Report each line of the records where "entries" occurs.
DATA below:
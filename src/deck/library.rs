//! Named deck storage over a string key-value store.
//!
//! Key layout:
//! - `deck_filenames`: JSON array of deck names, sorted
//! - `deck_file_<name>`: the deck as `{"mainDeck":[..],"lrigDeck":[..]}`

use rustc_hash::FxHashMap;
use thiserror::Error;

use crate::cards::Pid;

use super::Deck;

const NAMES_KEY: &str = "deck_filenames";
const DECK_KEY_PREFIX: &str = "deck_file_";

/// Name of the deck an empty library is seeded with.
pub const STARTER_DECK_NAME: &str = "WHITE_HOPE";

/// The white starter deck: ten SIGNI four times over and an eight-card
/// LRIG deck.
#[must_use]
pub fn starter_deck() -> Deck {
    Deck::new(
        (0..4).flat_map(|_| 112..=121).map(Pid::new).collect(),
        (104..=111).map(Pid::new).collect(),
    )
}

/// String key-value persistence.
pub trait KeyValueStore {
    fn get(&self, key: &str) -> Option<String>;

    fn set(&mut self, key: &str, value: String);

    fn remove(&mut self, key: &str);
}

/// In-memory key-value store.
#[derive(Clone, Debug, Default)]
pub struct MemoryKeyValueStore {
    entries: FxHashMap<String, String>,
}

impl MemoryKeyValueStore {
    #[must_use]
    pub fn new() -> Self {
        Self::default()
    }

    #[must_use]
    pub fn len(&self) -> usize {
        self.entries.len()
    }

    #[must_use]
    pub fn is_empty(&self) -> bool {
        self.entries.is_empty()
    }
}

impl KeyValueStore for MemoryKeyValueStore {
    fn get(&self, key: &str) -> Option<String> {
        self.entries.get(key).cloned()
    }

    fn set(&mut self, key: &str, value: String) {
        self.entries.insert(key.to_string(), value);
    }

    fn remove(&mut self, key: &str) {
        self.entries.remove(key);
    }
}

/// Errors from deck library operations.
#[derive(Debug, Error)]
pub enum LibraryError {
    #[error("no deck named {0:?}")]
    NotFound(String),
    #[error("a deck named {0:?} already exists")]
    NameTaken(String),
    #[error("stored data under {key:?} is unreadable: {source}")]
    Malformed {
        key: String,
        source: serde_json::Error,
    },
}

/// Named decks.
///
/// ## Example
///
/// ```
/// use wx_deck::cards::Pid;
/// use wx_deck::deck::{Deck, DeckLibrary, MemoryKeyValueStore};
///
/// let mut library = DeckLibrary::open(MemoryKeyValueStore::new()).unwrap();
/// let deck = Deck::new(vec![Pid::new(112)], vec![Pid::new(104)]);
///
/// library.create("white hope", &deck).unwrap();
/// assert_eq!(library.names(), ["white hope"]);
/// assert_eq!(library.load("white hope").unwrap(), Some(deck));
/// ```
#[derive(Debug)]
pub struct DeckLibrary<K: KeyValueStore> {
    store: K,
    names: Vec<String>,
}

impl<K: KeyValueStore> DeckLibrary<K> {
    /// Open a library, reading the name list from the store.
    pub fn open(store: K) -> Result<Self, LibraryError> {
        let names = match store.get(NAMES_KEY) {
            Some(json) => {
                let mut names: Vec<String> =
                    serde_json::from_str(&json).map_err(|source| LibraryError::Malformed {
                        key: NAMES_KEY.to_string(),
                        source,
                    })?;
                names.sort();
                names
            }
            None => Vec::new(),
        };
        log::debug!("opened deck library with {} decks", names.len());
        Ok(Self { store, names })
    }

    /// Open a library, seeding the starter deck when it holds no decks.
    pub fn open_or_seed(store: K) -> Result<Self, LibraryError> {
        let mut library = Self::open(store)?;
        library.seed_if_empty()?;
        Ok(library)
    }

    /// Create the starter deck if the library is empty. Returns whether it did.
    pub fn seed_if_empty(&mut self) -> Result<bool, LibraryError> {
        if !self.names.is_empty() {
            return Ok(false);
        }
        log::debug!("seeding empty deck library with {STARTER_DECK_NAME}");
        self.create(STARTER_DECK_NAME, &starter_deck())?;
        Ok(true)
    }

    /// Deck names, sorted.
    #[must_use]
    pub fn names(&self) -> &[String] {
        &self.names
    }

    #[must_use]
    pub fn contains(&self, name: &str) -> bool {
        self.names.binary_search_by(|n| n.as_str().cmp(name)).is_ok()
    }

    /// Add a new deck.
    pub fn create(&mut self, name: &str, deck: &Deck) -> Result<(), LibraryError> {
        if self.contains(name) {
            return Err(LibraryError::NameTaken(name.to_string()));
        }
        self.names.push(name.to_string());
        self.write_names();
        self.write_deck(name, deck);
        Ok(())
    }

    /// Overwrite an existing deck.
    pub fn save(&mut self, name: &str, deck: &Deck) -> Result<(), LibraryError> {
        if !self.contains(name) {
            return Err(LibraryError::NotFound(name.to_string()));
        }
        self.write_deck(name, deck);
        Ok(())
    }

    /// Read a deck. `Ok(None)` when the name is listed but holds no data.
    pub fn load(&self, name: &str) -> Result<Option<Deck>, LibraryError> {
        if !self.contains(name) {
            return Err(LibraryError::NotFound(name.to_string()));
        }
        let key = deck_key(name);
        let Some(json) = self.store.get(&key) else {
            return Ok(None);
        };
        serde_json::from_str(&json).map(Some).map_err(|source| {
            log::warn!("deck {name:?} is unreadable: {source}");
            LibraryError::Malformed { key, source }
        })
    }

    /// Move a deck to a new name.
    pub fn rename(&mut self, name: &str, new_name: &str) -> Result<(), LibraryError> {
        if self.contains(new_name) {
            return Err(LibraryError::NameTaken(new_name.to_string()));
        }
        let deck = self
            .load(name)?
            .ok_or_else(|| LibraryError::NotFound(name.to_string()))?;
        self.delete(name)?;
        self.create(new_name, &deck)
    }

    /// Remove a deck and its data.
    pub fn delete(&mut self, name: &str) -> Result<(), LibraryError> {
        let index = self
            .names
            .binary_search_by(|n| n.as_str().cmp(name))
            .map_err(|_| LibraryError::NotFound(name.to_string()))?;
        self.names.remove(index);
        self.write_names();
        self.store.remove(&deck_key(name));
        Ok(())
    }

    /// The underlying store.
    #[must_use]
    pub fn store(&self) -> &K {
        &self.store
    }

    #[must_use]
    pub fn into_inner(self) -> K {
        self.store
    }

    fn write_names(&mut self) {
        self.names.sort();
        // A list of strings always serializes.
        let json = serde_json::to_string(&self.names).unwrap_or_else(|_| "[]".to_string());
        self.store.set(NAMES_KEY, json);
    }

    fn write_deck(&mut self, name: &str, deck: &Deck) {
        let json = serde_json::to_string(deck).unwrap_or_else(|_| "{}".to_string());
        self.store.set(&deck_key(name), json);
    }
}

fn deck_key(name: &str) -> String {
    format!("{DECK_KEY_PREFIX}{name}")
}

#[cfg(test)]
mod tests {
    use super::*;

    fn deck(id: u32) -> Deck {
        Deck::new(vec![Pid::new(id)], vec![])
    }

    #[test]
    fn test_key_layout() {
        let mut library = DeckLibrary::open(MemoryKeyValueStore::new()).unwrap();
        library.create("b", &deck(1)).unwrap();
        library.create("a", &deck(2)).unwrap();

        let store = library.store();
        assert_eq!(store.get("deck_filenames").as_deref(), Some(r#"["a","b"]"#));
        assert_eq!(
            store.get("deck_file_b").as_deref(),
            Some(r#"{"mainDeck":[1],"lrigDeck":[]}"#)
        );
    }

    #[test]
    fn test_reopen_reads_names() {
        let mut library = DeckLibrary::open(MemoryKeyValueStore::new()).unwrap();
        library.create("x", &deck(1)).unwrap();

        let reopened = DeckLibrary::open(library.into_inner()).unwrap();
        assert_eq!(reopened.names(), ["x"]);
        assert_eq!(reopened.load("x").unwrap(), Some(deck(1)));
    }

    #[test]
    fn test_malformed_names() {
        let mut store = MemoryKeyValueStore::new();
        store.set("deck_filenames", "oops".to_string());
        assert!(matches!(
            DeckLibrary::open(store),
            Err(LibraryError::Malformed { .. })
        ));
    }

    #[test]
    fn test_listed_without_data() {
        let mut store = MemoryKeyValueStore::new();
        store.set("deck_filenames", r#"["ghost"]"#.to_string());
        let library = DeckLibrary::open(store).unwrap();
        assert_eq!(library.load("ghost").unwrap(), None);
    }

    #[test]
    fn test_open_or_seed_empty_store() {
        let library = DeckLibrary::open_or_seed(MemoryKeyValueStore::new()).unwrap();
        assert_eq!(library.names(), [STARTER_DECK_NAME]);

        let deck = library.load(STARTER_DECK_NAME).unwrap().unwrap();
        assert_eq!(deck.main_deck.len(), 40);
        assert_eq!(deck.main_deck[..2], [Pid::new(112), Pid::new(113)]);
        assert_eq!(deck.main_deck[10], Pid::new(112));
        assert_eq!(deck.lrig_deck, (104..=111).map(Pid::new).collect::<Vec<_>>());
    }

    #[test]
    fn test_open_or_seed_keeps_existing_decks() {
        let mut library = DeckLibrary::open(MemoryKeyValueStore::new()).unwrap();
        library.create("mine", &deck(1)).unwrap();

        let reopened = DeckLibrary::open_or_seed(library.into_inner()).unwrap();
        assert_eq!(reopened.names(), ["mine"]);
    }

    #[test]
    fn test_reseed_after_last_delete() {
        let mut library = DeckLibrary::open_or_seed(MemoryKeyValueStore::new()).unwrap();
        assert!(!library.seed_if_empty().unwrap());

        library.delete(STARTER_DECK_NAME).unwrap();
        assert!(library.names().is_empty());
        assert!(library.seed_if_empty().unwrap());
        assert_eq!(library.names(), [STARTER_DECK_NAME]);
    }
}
End of DATA.
RESULT OF THIS EXERCISE:
    entries: FxHashMap<String, String>,
        self.entries.len()
        self.entries.is_empty()
        self.entries.get(key).cloned()
        self.entries.insert(key.to_string(), value);
        self.entries.remove(key);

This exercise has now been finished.